Obama, Rouhani Try Telephone Diplomacy, Lawmakers Skeptical

Both leaders will have to persuade their domestic critics that a nuclear deal is necessary to improve relations.

President Barack Obama speaks with his Iranian counterpart Hassan Rouhani on the phone in the Oval Office of the White House in Washington DC, September 27
President Barack Obama speaks with his Iranian counterpart Hassan Rouhani on the phone in the Oval Office of the White House in Washington DC, September 27 (White House/Pete Souza)

After their respective speeches to the United Nations General Assembly in New York, Presidents Barack Obama of the United States and Hassan Rouhani of Iran returned to their own corners without the historic handshake that observers were hoping for. Given the constant speculation in the media of an informal meeting between the two leaders, the news that a handshake would not occur came as a disappointment. Some saw Rouhani’s refusal to meet Obama as a snub. Others labeled it a missed opportunity.
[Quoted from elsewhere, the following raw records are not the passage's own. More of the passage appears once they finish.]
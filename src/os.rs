//! OS collaborator: supplies large 512-aligned regions via `sbrk`.
//!
//! Kept behind a trait so the core allocator logic never names `sbrk`
//! directly — ported from the teacher's `bump.rs`, which used `libc::sbrk`
//! the same way, just without the alignment/rounding this layout requires.

use std::ffi::c_void;

use crate::config::BLOCK_ALIGNMENT;

/// A source of coarse, 512-aligned memory regions.
pub trait OsSource {
  /// Reserves at least `min_bytes` of fresh, zero-initialized memory and
  /// returns its base (aligned to [`BLOCK_ALIGNMENT`]) and actual length.
  /// Returns `None` if the OS refused to extend the heap.
  fn reserve(&self, min_bytes: usize) -> Option<(*mut u8, usize)>;
}

/// `sbrk`-backed collaborator (POSIX only, matching the teacher's sole
/// supported platform).
pub struct SbrkSource;

impl OsSource for SbrkSource {
  fn reserve(&self, min_bytes: usize) -> Option<(*mut u8, usize)> {
    // Round up so the region both starts and ends on a block boundary;
    // an over-sized `sbrk` request is harmless, an unaligned base is not.
    let current_break = unsafe { libc::sbrk(0) };
    if current_break == usize::MAX as *mut c_void {
      return None;
    }

    let misalignment = (current_break as usize) % BLOCK_ALIGNMENT;
    let padding = if misalignment == 0 { 0 } else { BLOCK_ALIGNMENT - misalignment };
    let requested = padding + crate::align_to!(min_bytes, BLOCK_ALIGNMENT);

    let old_break = unsafe { libc::sbrk(requested as libc::intptr_t) };
    if old_break == usize::MAX as *mut c_void {
      log::error!("sbrk refused to extend the heap by {requested} bytes");
      return None;
    }

    let base = (old_break as usize + padding) as *mut u8;
    debug_assert_eq!(base as usize % BLOCK_ALIGNMENT, 0);
    log::debug!("reserved region base={base:p} len={requested}");
    Some((base, requested - padding))
  }
}

#[cfg(test)]
mod tests {
  use super::*;

  #[test]
  fn reserve_returns_block_aligned_base() {
    let source = SbrkSource;
    let (base, len) = source.reserve(BLOCK_ALIGNMENT).expect("sbrk should succeed in test environment");
    assert_eq!(base as usize % BLOCK_ALIGNMENT, 0);
    assert!(len >= BLOCK_ALIGNMENT);
  }
}
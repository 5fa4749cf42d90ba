//! Predictor (§4.8): a bounded per-thread histogram over allocation sizes,
//! used to size new zones and decide whether to pre-carve fixed-size
//! subblocks. Ported from btmalloc.c's `predictor`/`p_count`/`p_total`
//! thread-locals.

use std::cell::RefCell;

use crate::config::{PREDICTOR_FUZZ, PREDICTOR_SIZE, P_COMPRESS_THRESHOLD, SLOT_TYPE_COUNT};

struct Histogram {
  /// Tracked allocation sizes, ascending. The first `SLOT_TYPE_COUNT`
  /// entries are the fixed-size strides and are never evicted.
  sizes: [usize; PREDICTOR_SIZE],
  counts: [u32; PREDICTOR_SIZE],
  total: u32,
}

impl Histogram {
  fn new() -> Self {
    let mut sizes = [0usize; PREDICTOR_SIZE];
    // Seed with the fixed-size strides (1, 2, 4, 8), matching the
    // original's `{1, 2, 4, 8}` initializer.
    sizes[0] = 1;
    sizes[1] = 2;
    sizes[2] = 4;
    sizes[3] = 8;
    for (i, slot) in sizes.iter_mut().enumerate().skip(SLOT_TYPE_COUNT) {
      *slot = 8 * (i - SLOT_TYPE_COUNT + 2);
    }
    Histogram { sizes, counts: [0; PREDICTOR_SIZE], total: 0 }
  }

  fn median_index(&self) -> usize {
    let half = self.total / 2;
    let mut running = 0u32;
    for i in 0..PREDICTOR_SIZE {
      running += self.counts[i];
      if running > half {
        return i;
      }
    }
    PREDICTOR_SIZE - 1
  }

  /// Window `[median - FUZZ/2, median + FUZZ/2]`, clamped to bounds.
  fn fuzz_zone(&self) -> std::ops::RangeInclusive<usize> {
    let median = self.median_index();
    let half_fuzz = PREDICTOR_FUZZ / 2;
    let lo = median.saturating_sub(half_fuzz);
    let hi = (median + half_fuzz).min(PREDICTOR_SIZE - 1);
    lo..=hi
  }

  fn nearest_entry(&self, size: usize) -> usize {
    // "An allocation size falling between two entries counts toward
    // the larger" (§4.8): first entry whose tracked size is >= size,
    // or the last entry if none is large enough.
    for (i, &tracked) in self.sizes.iter().enumerate() {
      if tracked >= size {
        return i;
      }
    }
    PREDICTOR_SIZE - 1
  }

  fn record(&mut self, size: usize) {
    let fuzz = self.fuzz_zone();
    let i = self.nearest_entry(size);

    if self.sizes[i] == size || i < SLOT_TYPE_COUNT {
      self.counts[i] += 1;
    } else if fuzz.contains(&i) {
      self.promote(size);
    } else {
      self.counts[i] += 1;
    }
    self.total += 1;

    if self.total > P_COMPRESS_THRESHOLD {
      self.age();
    }
  }

  /// Evicts the lowest-count entry outside the fuzz zone (never a
  /// fixed-size entry, never the last entry), folding its count into its
  /// right neighbour, then installs `size` in its place with half the
  /// new neighbour's count.
  fn promote(&mut self, size: usize) {
    let fuzz = self.fuzz_zone();
    let victim = (SLOT_TYPE_COUNT..PREDICTOR_SIZE - 1)
      .filter(|i| !fuzz.contains(i))
      .min_by_key(|&i| self.counts[i]);

    let Some(victim) = victim else {
      // No eligible eviction target; fall back to a plain increment
      // of the nearest entry rather than losing the observation.
      let i = self.nearest_entry(size);
      self.counts[i] += 1;
      return;
    };

    self.counts[victim + 1] += self.counts[victim];
    self.sizes[victim] = size;
    self.counts[victim] = self.counts[victim + 1] / 2;
  }

  fn age(&mut self) {
    let mut total = 0u32;
    for count in &mut self.counts {
      *count /= 2;
      total += *count;
    }
    self.total = total;
  }
}

thread_local! {
  static HISTOGRAM: RefCell<Histogram> = RefCell::new(Histogram::new());
}

/// Records a cache-miss or zone-growth observation of `size` bytes.
pub fn record(size: usize) {
  HISTOGRAM.with(|h| h.borrow_mut().record(size));
}

/// Returns the predictor's current median-bucket size estimate.
pub fn median_size() -> usize {
  HISTOGRAM.with(|h| {
    let h = h.borrow();
    h.sizes[h.median_index()]
  })
}

/// Returns the sum of all tracked counts (exposed for tests and
/// diagnostics; not part of the allocate/free hot path).
pub fn total_count() -> u32 {
  HISTOGRAM.with(|h| h.borrow().total)
}

#[cfg(test)]
mod tests {
  use super::*;

  #[test]
  fn ages_once_threshold_exceeded() {
    for _ in 0..=P_COMPRESS_THRESHOLD {
      record(8);
    }
    record(1024);
    assert!(total_count() <= P_COMPRESS_THRESHOLD / 2 + 2);
    assert_eq!(median_size(), 8);
  }

  #[test]
  fn fixed_size_entries_are_never_evicted() {
    for _ in 0..50 {
      record(1);
      record(2);
      record(4);
      record(8);
    }
    HISTOGRAM.with(|h| {
      let h = h.borrow();
      assert_eq!(h.sizes[0], 1);
      assert_eq!(h.sizes[1], 2);
      assert_eq!(h.sizes[2], 4);
      assert_eq!(h.sizes[3], 8);
    });
  }
}
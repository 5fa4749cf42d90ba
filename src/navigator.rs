//! Region navigator (§4.3): recovers an allocation's owning control word
//! from the user address alone, without any per-address index.

use std::sync::atomic::AtomicU64;

use crate::block::BlockRef;
use crate::class::{self, SlotClass};
use crate::config::BLOCK_SIZE;
use crate::error::corrupt;

/// The control word found to own some user address, together with its class.
pub struct Located {
  pub bitmap: &'static AtomicU64,
  pub class: SlotClass,
}

#[inline]
unsafe fn atomic_at(addr: usize) -> &'static AtomicU64 {
  debug_assert_eq!(addr % 8, 0, "control word address must be 8-aligned");
  unsafe { &*(addr as *const AtomicU64) }
}

/// Finds the control word that owns `p`.
///
/// Mirrors `allocation_block` followed by `fixedsize_block` from the
/// reference implementation: first resolve which block owns `p` by
/// inspecting the tail word of the preceding 512-byte boundary (raw, never
/// rotated through [`crate::word`] — see the design notes on why
/// block-aligned indirection addresses are stored as-is), then, for fixed
/// classes, walk backwards through that block's subblocks until the one
/// whose user region contains `p` is found.
pub fn locate(p: usize) -> Located {
  let base = p & !(BLOCK_SIZE - 1);
  let preceding_tail = unsafe { atomic_at(base - 8) };
  let tail_value = crate::sync::load(preceding_tail);

  let block_base = if tail_value & 0xFF != 0 {
    base
  } else {
    let indirect = tail_value as usize;
    if indirect == 0 || indirect >= base {
      corrupt("region navigator indirection does not point strictly before the block it precedes");
    }
    indirect
  };

  let control = unsafe { atomic_at(block_base + BLOCK_SIZE - 8) };
  let control_value = crate::sync::load(control);
  let class = class::classify(control_value);

  match class {
    SlotClass::Variable => Located { bitmap: control, class },
    fixed => walk_fixed(control, fixed, p),
  }
}

/// Walks backwards through a block's fixed-size subblocks starting from
/// `bitmap`, re-classifying at each step, until the subblock whose user
/// region contains `p` is found.
fn walk_fixed(mut bitmap: &'static AtomicU64, mut class: SlotClass, p: usize) -> Located {
  loop {
    let bitmap_addr = bitmap as *const AtomicU64 as usize;
    let span = class.span();
    let subblock_start = bitmap_addr + 8 - span;

    if p >= subblock_start {
      return Located { bitmap, class };
    }

    let block_base = BlockRef::containing(bitmap_addr).base_addr();
    let next_addr = bitmap_addr - span;
    if next_addr < block_base {
      corrupt("region navigator walked past the start of the block without locating the owning subblock");
    }

    bitmap = unsafe { atomic_at(next_addr) };
    let value = crate::sync::load(bitmap);
    class = class::classify_fixed(value);
  }
}

#[cfg(test)]
mod tests {
  use super::*;
  use std::alloc::{alloc, dealloc, Layout};
  use std::sync::atomic::Ordering;

  /// Lays out a synthetic 512-aligned block with a single fixed-8
  /// subblock occupying the whole span and verifies the navigator
  /// resolves any address inside its user region back to the tail word.
  #[test]
  fn resolves_address_within_a_single_fixed8_subblock() {
    // Two contiguous 512-byte blocks so the preceding block's tail word
    // (read at `base - 8`) lives inside the allocation.
    let layout = Layout::from_size_align(BLOCK_SIZE * 2, BLOCK_SIZE).unwrap();
    let region = unsafe { alloc(layout) };
    assert!(!region.is_null());
    let base = unsafe { region.add(BLOCK_SIZE) };

    unsafe {
      // Preceding block's tail: self-describing (non-zero low byte).
      (*(base.sub(8) as *const AtomicU64)).store(0xFF, Ordering::SeqCst);

      let tail = &*(base.add(BLOCK_SIZE - 8) as *const AtomicU64);
      tail.store(0x02, Ordering::SeqCst); // fixed-8 tag, no slots used

      let user_addr = base as usize + 100; // somewhere in the 496 user bytes
      let located = locate(user_addr);
      assert_eq!(located.class, SlotClass::Fixed8);
      assert_eq!(located.bitmap as *const AtomicU64 as usize, tail as *const AtomicU64 as usize);

      dealloc(region, layout);
    }
  }

  /// §8 scenario 5: a large allocation straddles a 512-byte block
  /// boundary, so the crossed boundary's tail word must decode to the
  /// base of the variable block that owns it, rather than being
  /// self-describing. Any address inside that allocation must resolve
  /// back to the same control word.
  #[test]
  fn indirection_resolves_a_block_boundary_straddled_by_one_allocation() {
    let layout = Layout::from_size_align(BLOCK_SIZE * 3, BLOCK_SIZE).unwrap();
    let region = unsafe { alloc(layout) };
    assert!(!region.is_null());
    let variable_base = region;

    unsafe {
      let straddled_boundary = variable_base.add(BLOCK_SIZE);
      // Tail word of the block immediately preceding the boundary
      // now holds the owning variable block's base, tag byte clear.
      (*(straddled_boundary.sub(8) as *const AtomicU64))
        .store(variable_base as usize as u64, Ordering::SeqCst);

      let tail = &*(variable_base.add(BLOCK_SIZE * 2 - 8) as *const AtomicU64);
      tail.store(0, Ordering::SeqCst); // variable-block tag

      // A pointer inside the allocation, past the crossed boundary.
      let inside_allocation = straddled_boundary as usize + 40;
      let located = locate(inside_allocation);
      assert_eq!(located.class, SlotClass::Variable);
      assert_eq!(located.bitmap as *const AtomicU64 as usize, tail as *const AtomicU64 as usize);

      dealloc(region, layout);
    }
  }
}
It appears that Obama and Rouhani had something else in mind. Just as an American-Iranian détente threatened to unravel, Obama stepped behind the White House podium and stated, to everyone’s surprise, that he had spoken directly with Iran’s new president on the phone. “Going forward,” Obama said, “President Rouhani and I have directed our teams to continue working expeditiously to pursue an agreement” on Iran’s nuclear enrichment program.

More so then a public handshake, the phone call between Obama and Rouhani is an historic moment. As Susan Rice, Obama’s national security advisor, later reiterated on CNN, this was the first direct American-Iranian contact between heads of state since the 1979 revolution that deposed the shah.

Following a General Assembly speech that was more conciliatory than the ones usually delivered by his predecessor, the blustering Mahmoud Ahmadinejad, a series of interviews with American television networks and comfortable meetings with reporters, Rouhani’s phone call with Obama was the culmination of what could be a shift in his nation’s foreign relations.

On the surface, at least, Rouhani is following up on his campaign rhetoric of breaking Iran’s isolation from the rest of the world by signaling a willingness to be more transparent in its nuclear dealings.

Ultimately, however, words will only go so far. While a meeting between Iran’s new foreign minister and representatives of the United Nations Security Council’s five permanent members plus Germany went well — Secretary of State John Kerry spoke with Mohammad Javad Zarif alone for about thirty minutes — striking a bargain over Iran’s uranium enrichment program will likely be a rough journey with numerous bumps in the road.

Rouhani is known to be a shrewd, if pragmatic, negotiator. Even if he seeks to lift the painful sanctions that have curtailed Iran’s economic growth, the Iranian president is a veteran who is not going to be pushed around by Western powers. Nor will he shut down Iran’s entire uranium enrichment effort — a program that has taken over two decades and billions of dollars to build up.

As in previous rounds of negotiations, arriving at a deal that everyone can live with will be contingent on the politics back home as much as geopolitics. While the Obama and Rouhani Administrations have made a diplomatic solution on the nuclear issue the cornerstone of their foreign policies, both will confront influential policymakers who are extremely reluctant to make concessions, if not adamantly opposed to compromise.

Rouhani will have to manage critics in the Revolutionary Guard Corps while trying to get concessions from world powers. This reality greeted him upon his return to Tehran when a small crowd of hardliners upset about his contact with an American president threw eggs and shoes at his convoy.

In the United States, Obama has to persuade members of Congress that allowing Iran to possess a peaceful uranium enrichment program in exchange for full verification and inspections is a compromise that best serves the nation’s goal of an Iran without nuclear weapons.

This will be difficult for Obama, given the polarized political climate in Washington and deadlock in Congress over budget and economic policies. If there is a foreign policy issue in the United States that, for now, Democrats and Republicans agree on, it is punishing the Iranian regime to the maximum extent possible. Many lawmakers are opposed to relaxing sanctions, even in the event that Iran does scale back its enrichment efforts.

To illustrate just how treacherous negotiations will be, ten Republican senators, the chairman of the body’s Foreign Relations Committee, who is a Democrat, as well as a group of bipartisan lawmakers wrote separately to the White House last week urging the president to be cautious in dealing with Iran even if its new president has struck a different tone.

Fixing a relationship that has been defined by animosity and mistrust for 34 years will take more than a few months or even a few years. Iran and the United States have pursued a zero-sum game in their relations. A defeat for one was always treated as a victory for the other. If there is any hope of a breakthrough, Obama and Rouhani must convince a skeptical public that compromising is the best, or only, way to healing old wounds.